4 Midwifery and Reproductive Health Research Center, School of Nursing and Midwifery, Shahid Beheshti University of Medical Sciences, Tehran, Iran
Abstract
Background & Objective: Given the significant role of low birth weight (LBW) in infant death and disability and relevant childhood diseases, the present systematic review was conducted to determine the factors affecting newborns’ birth weight in Iran.
Materials & Methods: This study systematically reviewed all the observational studies carried out in Iran between 1990 and 2021 (retrieval date: April 28, 2021) in four steps and through searches in Persian databases (including Magiran, SID, and IranDoc) and English databases (including Embase, Cochrane Library, Web of Sciences, Google Scholar, PubMed, and Scopus). All the relevant articles were searched by two researchers separately and collected using research keywords, Boolean operators, and a combination of relevant tags depending on the type of database. The quality of the articles was evaluated with 22-item Strengthening the Reporting of Observational Studies in Epidemiology (STROBE) and Ottawa checklists, respectively.
Results: Of the 251 articles collected, 31 met the study inclusion criteria. Variables such as the mother’s age (35%), body mass index (BMI) (25%), preterm childbirth, and diagnosis with a maternal chronic disease (25%) were found to be the most common causes of LBW in the reviewed studies, by order of prevalence.
Conclusion: Based on the results of this review study and given that many of the known risk factors of LBW are preventable, the timely diagnosis, proper treatment, and follow-up of women at risk can prevent the birth of LBW infants.
Keywords
Main Subjects
Birth weight is a major factor determining infants’ survival and a reliable sign of intrauterine growth that is positively related to the child’s growth and development (1). Given that low birth weight (LBW) causes mortality and increases the risk of childhood disabilities and diseases, identifying and eliminating factors that contribute to LBW is crucial (2). Studies suggest that children with a proper birth weight are at a lower risk of infant mortality, even in adverse conditions (3). On average, one in every seven children in the world is born weighing less than 2,500 g (4). LBW is defined as any birth weight of less than 2,500 g, and very low birth weight (VLBW) and extremely low birth weight (ELBW) are any weight of less than 1,500 and 1,000 g, respectively. The survival rate of infants belonging to the latter two groups is reportedly less than that in LBW infants and has been reported as 43% in developing countries (5) and over 90% in developed countries (6). In Iran, two-thirds of the infant mortalities in the first 24 hours of birth occur in LBW babies (7).

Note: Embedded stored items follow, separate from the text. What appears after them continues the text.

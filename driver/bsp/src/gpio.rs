//! sunxi 引脚编号与复用
//!
//! 引脚复用寄存器的具体编程由 pinctrl 驱动完成（`PinMux`），本模块只给出编号与模式字的编码，
//! 以及 SD 卡槽（SDC0，PF0..PF5）的复用配置。

/// 每个 GPIO bank 的引脚数
pub const SUNXI_GPIO_BANK_NR: u32 = 32;

/// GPIO bank
#[derive(Debug, Clone, Copy, PartialEq, Eq)]
#[repr(u32)]
pub enum Bank {
    A = 0,
    B = 1,
    C = 2,
    D = 3,
    E = 4,
    F = 5,
    G = 6,
    H = 7,
    I = 8,
}

/// 全局引脚号：bank 起始 + 序号
pub const fn sunxi_pin(bank: Bank, nr: u32) -> u32 {
    (bank as u32) * SUNXI_GPIO_BANK_NR + nr
}

/// 模式字：bit0 置位时选择复用功能，bit1 置位时设置上下拉
pub mod mode {
    /// PF 口 SDC0 功能号
    pub const GPF_SDC0: u32 = 2;

    /// 选择复用功能
    pub const fn pin_type(func: u32) -> u32 {
        0x1 | (func << 4)
    }

    pub const PULL_UP: u32 = 0x2 | (1 << 8);
}

/// 引脚复用控制（由 pinctrl 驱动实现）
pub trait PinMux {
    fn set_mode(&self, pin: u32, mode: u32) -> Result<(), i32>;
}

/// SDC0 数据/命令/时钟线：PF0..PF5
pub const SDC0_PINS: [u32; 6] = [
    sunxi_pin(Bank::F, 0),
    sunxi_pin(Bank::F, 1),
    sunxi_pin(Bank::F, 2),
    sunxi_pin(Bank::F, 3),
    sunxi_pin(Bank::F, 4),
    sunxi_pin(Bank::F, 5),
];

/// SDC0 引脚模式：SDC0 功能 + 上拉
pub const SDC0_PIN_MODE: u32 = mode::pin_type(mode::GPF_SDC0) | mode::PULL_UP;

/// 把 PF0..PF5 切到 SDC0 并上拉；单个引脚失败只告警，返回失败引脚数
pub fn sdc0_pinmux(pinmux: &dyn PinMux) -> usize {
    let mut failed = 0;
    for pin in SDC0_PINS {
        if let Err(e) = pinmux.set_mode(pin, SDC0_PIN_MODE) {
            log::warn!(target: "bsp::gpio", "set_mode(pin={}) failed: {}", pin, e);
            failed += 1;
        }
    }
    failed
}

#[cfg(test)]
mod tests {
    use super::*;
    use alloc::vec::Vec;
    use spin::Mutex;

    struct RecordingMux {
        set: Mutex<Vec<(u32, u32)>>,
        fail_pin: Option<u32>,
    }

    impl PinMux for RecordingMux {
        fn set_mode(&self, pin: u32, mode: u32) -> Result<(), i32> {
            self.set.lock().push((pin, mode));
            if Some(pin) == self.fail_pin {
                Err(-22)
            } else {
                Ok(())
            }
        }
    }

    #[test]
    fn pin_numbering() {
        assert_eq!(sunxi_pin(Bank::A, 0), 0);
        assert_eq!(sunxi_pin(Bank::F, 0), 160);
        assert_eq!(sunxi_pin(Bank::F, 5), 165);
    }

    #[test]
    fn sdc0_mode_word() {
        assert_eq!(SDC0_PIN_MODE, 0x1 | (2 << 4) | 0x2 | (1 << 8));
    }

    #[test]
    fn sdc0_pinmux_continues_after_failure() {
        let mux = RecordingMux {
            set: Mutex::new(Vec::new()),
            fail_pin: Some(162),
        };
        assert_eq!(sdc0_pinmux(&mux), 1);
        let set = mux.set.lock();
        assert_eq!(set.len(), 6);
        assert!(set.iter().all(|&(_, m)| m == SDC0_PIN_MODE));
        assert_eq!(set[0].0, 160);
    }
}
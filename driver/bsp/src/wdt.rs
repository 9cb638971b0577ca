//! 看门狗复位重启

use axerrno::{AxError, AxResult};

/// 未指定超时时的复位延时（秒）
pub const DEFAULT_REBOOT_SECS: u32 = 1;

pub trait Watchdog: Send + Sync {
    fn set_timeout(&self, secs: u32);
    fn start(&self);
}

/// 设置超时并启动看门狗，超时后芯片复位
pub fn reboot(wdt: Option<&dyn Watchdog>, timeout_secs: Option<u32>) -> AxResult<()> {
    let wdt = wdt.ok_or_else(|| {
        log::error!(target: "bsp::wdt", "can't find wdt device");
        AxError::NotFound
    })?;
    let secs = timeout_secs.unwrap_or(DEFAULT_REBOOT_SECS);
    log::info!(target: "bsp::wdt", "reboot in {}s", secs);
    wdt.set_timeout(secs);
    wdt.start();
    Ok(())
}

#[cfg(test)]
mod tests {
    use super::*;
    use alloc::vec::Vec;
    use spin::Mutex;

    #[derive(Default)]
    struct FakeWdt {
        calls: Mutex<Vec<(&'static str, u32)>>,
    }

    impl Watchdog for FakeWdt {
        fn set_timeout(&self, secs: u32) {
            self.calls.lock().push(("timeout", secs));
        }
        fn start(&self) {
            self.calls.lock().push(("start", 0));
        }
    }

    #[test]
    fn reboot_defaults_to_one_second() {
        let wdt = FakeWdt::default();
        reboot(Some(&wdt), None).unwrap();
        assert_eq!(*wdt.calls.lock(), [("timeout", 1), ("start", 0)]);
    }

    #[test]
    fn reboot_with_timeout() {
        let wdt = FakeWdt::default();
        reboot(Some(&wdt), Some(5)).unwrap();
        assert_eq!(wdt.calls.lock()[0], ("timeout", 5));
    }

    #[test]
    fn missing_watchdog() {
        assert_eq!(reboot(None, None), Err(AxError::NotFound));
    }
}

The exorbitant costs of hospitalization and thera-peutic interventions for the survival of these children and the future consequences of LBW for the child’s growth and development have turned this problem into a distinct health indicator in different countries (1). Epidemiologic studies show that the risk of middle-age diseases, such as middle-age hypertension and renal diseases (8), mental disorders (9), autism(10), and diabetes and obesity (11), is higher in patients with a history of LBW. Different studies have demonstrated that various factors can be associated with LBW, including heredity (12), parents’ lifestyle (especially the mother’s) (13, 14), mother’s body mass index (BMI) (15, 16), mother’s age and gravidity (17), socioeconomic factors (13, 16), mother’s physical diseases (16), and mother’s psychological disorders and history of taking sedatives during pregnancy (17). Nevertheless, factors such as economic and cultural poverty (15, 16) and environmental conditions such as environmental pollutants (18) might play a more significant role in this problem compared to the noted factors. Although maternal and neonatal health services have developed extensively, women still face many health problems during pregnancy that threaten their lives (12). First-line preventive therapy can therefore play a major part in eliminating the risk factors related to LBW. Different methods have been used in studies in Iran to investigate the effect of factors such as the mother’s age, nutritional status during pregnancy, mother’s medical disorders, and obstetric complications on the risk of LBW (19) and its consequences (20).
Objectives
Given the importance of the timely diagnosis of the underlying factors related to intrauterine growth restriction (IUGR) in preventing the occurrence of LBW, besides the limited number of systematic reviews carried out on this subject in recent twenty years, the current study was conducted to perform a systematic review of the factors affecting infants’ birth weight in Iran. Systematic reviews investigate and summarize the results of other studies (21). The present review can therefore provide valuable information gathered from numerous studies in Iran and facilitate proper planning for the management of these risk factors in pregnancy so as to prevent LBW and its negative complications.
Search Strategy
The present systematic review was conducted on all the observational studies carried out in Iran between 1990 and 2021 (retrieval date: April 28, 2021) in four steps by searching Persian databases (including Magiran, SID, and IranDoc) and English databases (including Embase, Cochrane Library, Web of Scie-nces, Google Scholar, PubMed, and Scopus). In the first step, all the relevant articles were searched and collected using keywords and appropriate Boolean operators, including “and” and “or” and a combination of related tags depending on the type of database. The strategy used for search in PubMed is as follows:
(“Low Birth Weight” OR “Low-Birth-Weight Infant” OR [Infant AND “Low-Birth-Weight”] OR “Low Birth Weight Infant” OR “Low-Birth-Weight Infant” OR [“Birth Weight” AND Low] AND [Iran (tiab) OR Iran (PL) OR Iran (ad)])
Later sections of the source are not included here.